*Data under study:*
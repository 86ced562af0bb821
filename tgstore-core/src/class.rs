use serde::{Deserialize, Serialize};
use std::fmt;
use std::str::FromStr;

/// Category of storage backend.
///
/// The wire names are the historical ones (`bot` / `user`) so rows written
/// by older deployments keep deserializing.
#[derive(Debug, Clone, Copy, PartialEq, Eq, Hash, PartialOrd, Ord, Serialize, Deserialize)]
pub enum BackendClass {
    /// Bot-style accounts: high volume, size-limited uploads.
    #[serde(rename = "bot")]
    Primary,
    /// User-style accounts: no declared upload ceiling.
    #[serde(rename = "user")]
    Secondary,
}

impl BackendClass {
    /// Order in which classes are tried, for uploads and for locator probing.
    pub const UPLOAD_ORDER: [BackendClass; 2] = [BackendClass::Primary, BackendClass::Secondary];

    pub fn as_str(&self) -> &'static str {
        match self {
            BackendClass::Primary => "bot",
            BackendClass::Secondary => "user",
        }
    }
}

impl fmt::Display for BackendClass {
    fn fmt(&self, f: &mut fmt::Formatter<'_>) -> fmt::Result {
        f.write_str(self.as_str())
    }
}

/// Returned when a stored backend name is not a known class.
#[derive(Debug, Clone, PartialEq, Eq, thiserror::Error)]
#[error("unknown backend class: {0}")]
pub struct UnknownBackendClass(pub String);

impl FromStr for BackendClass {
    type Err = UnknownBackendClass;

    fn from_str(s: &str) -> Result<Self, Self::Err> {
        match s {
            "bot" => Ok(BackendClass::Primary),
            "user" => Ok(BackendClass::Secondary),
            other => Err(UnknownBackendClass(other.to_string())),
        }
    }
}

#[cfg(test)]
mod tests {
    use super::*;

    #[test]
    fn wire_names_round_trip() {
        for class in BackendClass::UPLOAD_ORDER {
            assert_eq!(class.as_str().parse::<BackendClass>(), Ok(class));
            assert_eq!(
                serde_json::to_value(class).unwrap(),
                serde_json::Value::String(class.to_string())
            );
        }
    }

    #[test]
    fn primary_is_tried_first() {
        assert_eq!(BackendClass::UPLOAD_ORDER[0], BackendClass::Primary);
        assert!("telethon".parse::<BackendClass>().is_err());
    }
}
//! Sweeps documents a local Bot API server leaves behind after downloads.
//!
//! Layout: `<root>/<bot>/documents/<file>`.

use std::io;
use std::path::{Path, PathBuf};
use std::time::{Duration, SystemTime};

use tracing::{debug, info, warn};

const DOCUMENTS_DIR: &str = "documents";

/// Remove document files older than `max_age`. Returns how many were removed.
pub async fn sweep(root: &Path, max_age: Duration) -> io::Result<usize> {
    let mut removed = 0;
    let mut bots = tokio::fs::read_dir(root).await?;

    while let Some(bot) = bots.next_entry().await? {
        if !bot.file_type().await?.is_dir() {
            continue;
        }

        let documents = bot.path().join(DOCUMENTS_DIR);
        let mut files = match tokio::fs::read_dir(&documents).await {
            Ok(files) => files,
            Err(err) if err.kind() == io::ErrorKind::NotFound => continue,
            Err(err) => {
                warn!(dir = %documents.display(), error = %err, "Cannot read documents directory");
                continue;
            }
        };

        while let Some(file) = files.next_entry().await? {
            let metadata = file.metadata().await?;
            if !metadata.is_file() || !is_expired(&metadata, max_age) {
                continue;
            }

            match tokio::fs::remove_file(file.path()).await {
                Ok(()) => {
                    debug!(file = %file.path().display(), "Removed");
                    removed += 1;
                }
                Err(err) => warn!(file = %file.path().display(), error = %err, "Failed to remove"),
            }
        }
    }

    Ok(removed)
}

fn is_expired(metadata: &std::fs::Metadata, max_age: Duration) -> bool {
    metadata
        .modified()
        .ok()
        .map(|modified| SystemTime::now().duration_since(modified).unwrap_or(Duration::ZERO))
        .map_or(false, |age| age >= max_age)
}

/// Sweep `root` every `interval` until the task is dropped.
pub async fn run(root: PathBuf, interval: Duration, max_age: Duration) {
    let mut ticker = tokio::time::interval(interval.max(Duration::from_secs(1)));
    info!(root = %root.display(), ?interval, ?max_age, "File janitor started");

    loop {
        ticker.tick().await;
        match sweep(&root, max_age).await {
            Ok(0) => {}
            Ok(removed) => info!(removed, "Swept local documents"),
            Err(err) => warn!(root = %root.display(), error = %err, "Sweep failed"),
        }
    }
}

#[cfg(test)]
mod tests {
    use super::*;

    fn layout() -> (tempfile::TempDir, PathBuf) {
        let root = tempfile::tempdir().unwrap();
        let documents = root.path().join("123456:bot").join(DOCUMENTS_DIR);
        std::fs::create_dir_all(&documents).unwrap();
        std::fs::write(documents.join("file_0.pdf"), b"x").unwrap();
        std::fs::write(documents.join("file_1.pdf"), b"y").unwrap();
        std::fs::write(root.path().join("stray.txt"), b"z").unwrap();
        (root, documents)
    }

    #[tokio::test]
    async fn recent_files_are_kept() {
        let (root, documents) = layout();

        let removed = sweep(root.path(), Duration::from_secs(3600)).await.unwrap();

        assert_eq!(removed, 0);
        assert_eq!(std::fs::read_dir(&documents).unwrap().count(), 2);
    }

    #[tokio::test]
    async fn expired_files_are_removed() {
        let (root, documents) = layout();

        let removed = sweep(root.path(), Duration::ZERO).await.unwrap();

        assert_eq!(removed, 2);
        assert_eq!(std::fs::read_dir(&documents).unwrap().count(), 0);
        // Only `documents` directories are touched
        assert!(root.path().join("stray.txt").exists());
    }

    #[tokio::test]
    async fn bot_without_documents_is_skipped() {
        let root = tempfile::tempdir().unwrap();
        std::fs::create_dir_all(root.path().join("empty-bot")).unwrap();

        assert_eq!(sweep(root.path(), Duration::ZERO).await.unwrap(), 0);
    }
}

*The problem:*
Every entry above needs to be written out again exactly.

*Result:*
repository 86ced562af0bb821
filename tgstore-core/src/class.rs
use serde::{Deserialize, Serialize};
use std::fmt;
use std::str::FromStr;

/// Category of storage backend.
///
/// The wire names are the historical ones (`bot` / `user`) so rows written
/// by older deployments keep deserializing.
#[derive(Debug, Clone, Copy, PartialEq, Eq, Hash, PartialOrd, Ord, Serialize, Deserialize)]
pub enum BackendClass {
    /// Bot-style accounts: high volume, size-limited uploads.
    #[serde(rename = "bot")]
    Primary,
    /// User-style accounts: no declared upload ceiling.
    #[serde(rename = "user")]
    Secondary,
}

impl BackendClass {
    /// Order in which classes are tried, for uploads and for locator probing.
    pub const UPLOAD_ORDER: [BackendClass; 2] = [BackendClass::Primary, BackendClass::Secondary];

    pub fn as_str(&self) -> &'static str {
        match self {
            BackendClass::Primary => "bot",
            BackendClass::Secondary => "user",
        }
    }
}

impl fmt::Display for BackendClass {
    fn fmt(&self, f: &mut fmt::Formatter<'_>) -> fmt::Result {
        f.write_str(self.as_str())
    }
}

/// Returned when a stored backend name is not a known class.
#[derive(Debug, Clone, PartialEq, Eq, thiserror::Error)]
#[error("unknown backend class: {0}")]
pub struct UnknownBackendClass(pub String);

impl FromStr for BackendClass {
    type Err = UnknownBackendClass;

    fn from_str(s: &str) -> Result<Self, Self::Err> {
        match s {
            "bot" => Ok(BackendClass::Primary),
            "user" => Ok(BackendClass::Secondary),
            other => Err(UnknownBackendClass(other.to_string())),
        }
    }
}

#[cfg(test)]
mod tests {
    use super::*;

    #[test]
    fn wire_names_round_trip() {
        for class in BackendClass::UPLOAD_ORDER {
            assert_eq!(class.as_str().parse::<BackendClass>(), Ok(class));
            assert_eq!(
                serde_json::to_value(class).unwrap(),
                serde_json::Value::String(class.to_string())
            );
        }
    }

    #[test]
    fn primary_is_tried_first() {
        assert_eq!(BackendClass::UPLOAD_ORDER[0], BackendClass::Primary);
        assert!("telethon".parse::<BackendClass>().is_err());
    }
}
//! Sweeps documents a local Bot API server leaves behind after downloads.
//!
//! Layout: `<root>/<bot>/documents/<file>`.

use std::io;
use std::path::{Path, PathBuf};
use std::time::{Duration, SystemTime};

use tracing::{debug, info, warn};

const DOCUMENTS_DIR: &str = "documents";

/// Remove document files older than `max_age`. Returns how many were removed.
pub async fn sweep(root: &Path, max_age: Duration) -> io::Result<usize> {
    let mut removed = 0;
    let mut bots = tokio::fs::read_dir(root).await?;

    while let Some(bot) = bots.next_entry().await? {
        if !bot.file_type().await?.is_dir() {
            continue;
        }

        let documents = bot.path().join(DOCUMENTS_DIR);
        let mut files = match tokio::fs::read_dir(&documents).await {
            Ok(files) => files,
            Err(err) if err.kind() == io::ErrorKind::NotFound => continue,
            Err(err) => {
                warn!(dir = %documents.display(), error = %err, "Cannot read documents directory");
                continue;
            }
        };

        while let Some(file) = files.next_entry().await? {
            let metadata = file.metadata().await?;
            if !metadata.is_file() || !is_expired(&metadata, max_age) {
                continue;
            }

            match tokio::fs::remove_file(file.path()).await {
                Ok(()) => {
                    debug!(file = %file.path().display(), "Removed");
                    removed += 1;
                }
                Err(err) => warn!(file = %file.path().display(), error = %err, "Failed to remove"),
            }
        }
    }

    Ok(removed)
}

fn is_expired(metadata: &std::fs::Metadata, max_age: Duration) -> bool {
    metadata
        .modified()
        .ok()
        .map(|modified| SystemTime::now().duration_since(modified).unwrap_or(Duration::ZERO))
        .map_or(false, |age| age >= max_age)
}

/// Sweep `root` every `interval` until the task is dropped.
pub async fn run(root: PathBuf, interval: Duration, max_age: Duration) {
    let mut ticker = tokio::time::interval(interval.max(Duration::from_secs(1)));
    info!(root = %root.display(), ?interval, ?max_age, "File janitor started");

    loop {
        ticker.tick().await;
        match sweep(&root, max_age).await {
            Ok(0) => {}
            Ok(removed) => info!(removed, "Swept local documents"),
            Err(err) => warn!(root = %root.display(), error = %err, "Sweep failed"),
        }
    }
}

#[cfg(test)]
mod tests {
    use super::*;

    fn layout() -> (tempfile::TempDir, PathBuf) {
        let root = tempfile::tempdir().unwrap();
        let documents = root.path().join("123456:bot").join(DOCUMENTS_DIR);
        std::fs::create_dir_all(&documents).unwrap();
        std::fs::write(documents.join("file_0.pdf"), b"x").unwrap();
        std::fs::write(documents.join("file_1.pdf"), b"y").unwrap();
        std::fs::write(root.path().join("stray.txt"), b"z").unwrap();
        (root, documents)
    }

    #[tokio::test]
    async fn recent_files_are_kept() {
        let (root, documents) = layout();

        let removed = sweep(root.path(), Duration::from_secs(3600)).await.unwrap();

        assert_eq!(removed, 0);
        assert_eq!(std::fs::read_dir(&documents).unwrap().count(), 2);
    }

    #[tokio::test]
    async fn expired_files_are_removed() {
        let (root, documents) = layout();

        let removed = sweep(root.path(), Duration::ZERO).await.unwrap();

        assert_eq!(removed, 2);
        assert_eq!(std::fs::read_dir(&documents).unwrap().count(), 0);
        // Only `documents` directories are touched
        assert!(root.path().join("stray.txt").exists());
    }

    #[tokio::test]
    async fn bot_without_documents_is_skipped() {
        let root = tempfile::tempdir().unwrap();
        std::fs::create_dir_all(root.path().join("empty-bot")).unwrap();

        assert_eq!(sweep(root.path(), Duration::ZERO).await.unwrap(), 0);
    }
}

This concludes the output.